◆ Task goal ◆
In the records below, find the line holding "used in diagnostics." and the line holding "impl<'a> Serialize<'a> for". Set down both, with every line between them, exactly.

+ + + + + + +

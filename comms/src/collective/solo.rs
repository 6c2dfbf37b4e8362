use std::io;

use super::Collective;

/// The trivial group of a single, non-distributed process.
#[derive(Debug, Default, Clone, Copy)]
pub struct Solo;

impl Collective for Solo {
    fn rank(&self) -> usize {
        0
    }

    fn world_size(&self) -> usize {
        1
    }

    fn all_reduce_sum(&mut self, _buf: &mut [f32]) -> io::Result<()> {
        Ok(())
    }

    fn all_reduce_sum_f64(&mut self, _buf: &mut [f64]) -> io::Result<()> {
        Ok(())
    }
}
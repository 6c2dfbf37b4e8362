use std::io;

pub trait Deserialize<'a>: Sized {
    fn deserialize(buf: &'a mut [u8]) -> io::Result<Self>;
}
use std::{borrow::Cow, io};

use crate::{Deserialize, Serialize};

type Header = u64;
const HEADER_SIZE: usize = size_of::<Header>();

/// The payload data for the `Data` variant of the `Msg` enum.
#[derive(Debug, PartialEq)]
pub enum Payload<'a> {
    Single(&'a [f32]),
    Double(&'a [f64]),
}

/// The command for the `Control` variant of the `Msg` enum.
#[derive(Debug, PartialEq, serde::Serialize, serde::Deserialize)]
#[serde(rename_all = "snake_case")]
pub enum Command {
    Hello { rank: usize, world_size: usize },
}

/// The application layer message exchanged between ranks.
#[derive(Debug, PartialEq)]
pub enum Msg<'a> {
    Control(Command),
    Data(Payload<'a>),
    /// Sent by the coordinator to abort a reduction, carrying the cause.
    Err(Cow<'a, str>),
}

impl Msg<'_> {
    /// A short name for the message kind, used in diagnostics.
    pub fn kind(&self) -> &'static str {
        match self {
            Msg::Control(Command::Hello { .. }) => "control/hello",
            Msg::Data(Payload::Single(_)) => "data/f32",
            Msg::Data(Payload::Double(_)) => "data/f64",
            Msg::Err(_) => "err",
        }
    }

    fn buf_is_too_small<T>(size: usize) -> io::Result<T> {
        Err(io::Error::new(
            io::ErrorKind::InvalidData,
            format!("The given buffer is too small {size}, must at least be {HEADER_SIZE} bytes"),
        ))
    }

    fn invalid_kind<T>(kind: Header) -> io::Result<T> {
        Err(io::Error::new(
            io::ErrorKind::InvalidData,
            format!("Received an invalid kind header {kind}"),
        ))
    }

    fn misaligned<T>(err: bytemuck::PodCastError) -> io::Result<T> {
        Err(io::Error::new(
            io::ErrorKind::InvalidData,
            format!("Received a misaligned numeric payload: {err:?}"),
        ))
    }
}

impl<'a> Serialize<'a> for Msg<'a> {
    fn serialize(&'a self, buf: &mut Vec<u8>) -> io::Result<Option<&'a [u8]>> {
        let tail = match self {
            Msg::Err(e) => {
                buf.extend_from_slice(&(0 as Header).to_be_bytes());
                Some(e.as_bytes())
            }
            Msg::Control(cmd) => {
                buf.extend_from_slice(&(1 as Header).to_be_bytes());
                serde_json::to_writer(buf, cmd)?;
                None
            }
            Msg::Data(Payload::Single(nums)) => {
                buf.extend_from_slice(&(2 as Header).to_be_bytes());
                Some(bytemuck::cast_slice(nums))
            }
            Msg::Data(Payload::Double(nums)) => {
                buf.extend_from_slice(&(3 as Header).to_be_bytes());
                Some(bytemuck::cast_slice(nums))
            }
        };

        Ok(tail)
    }
}

impl<'a> Deserialize<'a> for Msg<'a> {
    fn deserialize(buf: &'a mut [u8]) -> io::Result<Self> {
        if buf.len() < HEADER_SIZE {
            return Self::buf_is_too_small(buf.len());
        }

        let (kind_buf, rest) = buf.split_at(HEADER_SIZE);
        let mut raw = [0; HEADER_SIZE];
        raw.copy_from_slice(kind_buf);

        match Header::from_be_bytes(raw) {
            0 => {
                let string = std::str::from_utf8(rest)
                    .map_err(|err| io::Error::new(io::ErrorKind::InvalidData, err))?;

                Ok(Self::Err(Cow::Borrowed(string)))
            }
            1 => {
                let cmd = serde_json::from_slice(rest)?;
                Ok(Self::Control(cmd))
            }
            2 => match bytemuck::try_cast_slice(rest) {
                Ok(nums) => Ok(Self::Data(Payload::Single(nums))),
                Err(e) => Self::misaligned(e),
            },
            3 => match bytemuck::try_cast_slice(rest) {
                Ok(nums) => Ok(Self::Data(Payload::Double(nums))),
                Err(e) => Self::misaligned(e),
            },
            kind => Self::invalid_kind(kind),
        }
    }
}
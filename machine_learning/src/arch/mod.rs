mod config;
pub mod layers;
mod layout;
pub mod loss;
mod mixer;
mod model;

pub use config::MixerConfig;
pub use layout::{ParamEntry, ParamLayout};
pub use mixer::SpikingMixer;
pub use model::Model;
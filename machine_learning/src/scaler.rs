use half::f16;
use log::debug;
use ndarray::ArrayViewMut2;
use serde::{Deserialize, Serialize};

use crate::{Result, optimization::Optimizer};

const INIT_SCALE: f32 = 65536.;
const GROWTH_FACTOR: f32 = 2.;
const BACKOFF_FACTOR: f32 = 0.5;
const GROWTH_INTERVAL: u32 = 2000;

/// The resumable state of a `GradScaler`.
#[derive(Debug, Clone, Copy, PartialEq, Serialize, Deserialize)]
pub struct ScalerState {
    pub scale: f32,
    pub growth_factor: f32,
    pub backoff_factor: f32,
    pub growth_interval: u32,
    pub growth_tracker: u32,
}

/// Dynamic loss scaling for half precision gradients.
///
/// Each iteration goes through `scale_grad`, `to_half`, an optional
/// `unscale`, `step` and finally `update`.
#[derive(Debug, Clone)]
pub struct GradScaler {
    state: ScalerState,
    unscaled: bool,
    found_inf: bool,
}

impl Default for GradScaler {
    fn default() -> Self {
        Self::new()
    }
}

impl GradScaler {
    pub fn new() -> Self {
        Self {
            state: ScalerState {
                scale: INIT_SCALE,
                growth_factor: GROWTH_FACTOR,
                backoff_factor: BACKOFF_FACTOR,
                growth_interval: GROWTH_INTERVAL,
                growth_tracker: 0,
            },
            unscaled: false,
            found_inf: false,
        }
    }

    pub fn scale(&self) -> f32 {
        self.state.scale
    }

    /// Multiplies the seed gradient of the backward pass by the current scale.
    pub fn scale_grad(&self, mut d: ArrayViewMut2<'_, f32>) {
        d *= self.state.scale;
    }

    /// Rounds every gradient to half precision, overflowing values become infinite.
    pub fn to_half(&self, grad: &mut [f32]) {
        grad.iter_mut().for_each(|g| *g = f16::from_f32(*g).to_f32());
    }

    /// Divides the gradient by the scale, recording whether any value is not finite.
    ///
    /// # Returns
    /// Whether non finite values were found. Calling it twice in the same
    /// iteration is a no-op.
    pub fn unscale(&mut self, grad: &mut [f32]) -> bool {
        if self.unscaled {
            return self.found_inf;
        }

        let inv_scale = 1. / self.state.scale;
        let mut found_inf = false;
        for g in grad.iter_mut() {
            *g *= inv_scale;
            found_inf |= !g.is_finite();
        }

        self.unscaled = true;
        self.found_inf = found_inf;
        found_inf
    }

    /// Steps the optimizer unless the gradient holds non finite values.
    ///
    /// # Returns
    /// Whether the optimizer was stepped.
    pub fn step(
        &mut self,
        optimizer: &mut dyn Optimizer,
        params: &mut [f32],
        grad: &mut [f32],
    ) -> Result<bool> {
        if self.unscale(grad) {
            debug!(scale = self.state.scale; "skipping optimizer step on non finite gradients");
            return Ok(false);
        }

        optimizer.step(params, grad)?;
        Ok(true)
    }

    /// Backs the scale off after an overflow, or grows it after
    /// `growth_interval` clean iterations.
    pub fn update(&mut self) {
        let state = &mut self.state;

        if self.found_inf {
            state.scale *= state.backoff_factor;
            state.growth_tracker = 0;
        } else {
            state.growth_tracker += 1;
            if state.growth_tracker >= state.growth_interval {
                state.scale *= state.growth_factor;
                state.growth_tracker = 0;
            }
        }

        self.unscaled = false;
        self.found_inf = false;
    }

    pub fn state(&self) -> ScalerState {
        self.state
    }

    pub fn load_state(&mut self, state: ScalerState) {
        self.state = state;
        self.unscaled = false;
        self.found_inf = false;
    }
}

+ + + + + + +

◆ Reply ◆
    /// A short name for the message kind, used in diagnostics.
    pub fn kind(&self) -> &'static str {
        match self {
            Msg::Control(Command::Hello { .. }) => "control/hello",
            Msg::Data(Payload::Single(_)) => "data/f32",
            Msg::Data(Payload::Double(_)) => "data/f64",
            Msg::Err(_) => "err",
        }
    }

    fn buf_is_too_small<T>(size: usize) -> io::Result<T> {
        Err(io::Error::new(
            io::ErrorKind::InvalidData,
            format!("The given buffer is too small {size}, must at least be {HEADER_SIZE} bytes"),
        ))
    }

    fn invalid_kind<T>(kind: Header) -> io::Result<T> {
        Err(io::Error::new(
            io::ErrorKind::InvalidData,
            format!("Received an invalid kind header {kind}"),
        ))
    }

    fn misaligned<T>(err: bytemuck::PodCastError) -> io::Result<T> {
        Err(io::Error::new(
            io::ErrorKind::InvalidData,
            format!("Received a misaligned numeric payload: {err:?}"),
        ))
    }
}

impl<'a> Serialize<'a> for Msg<'a> {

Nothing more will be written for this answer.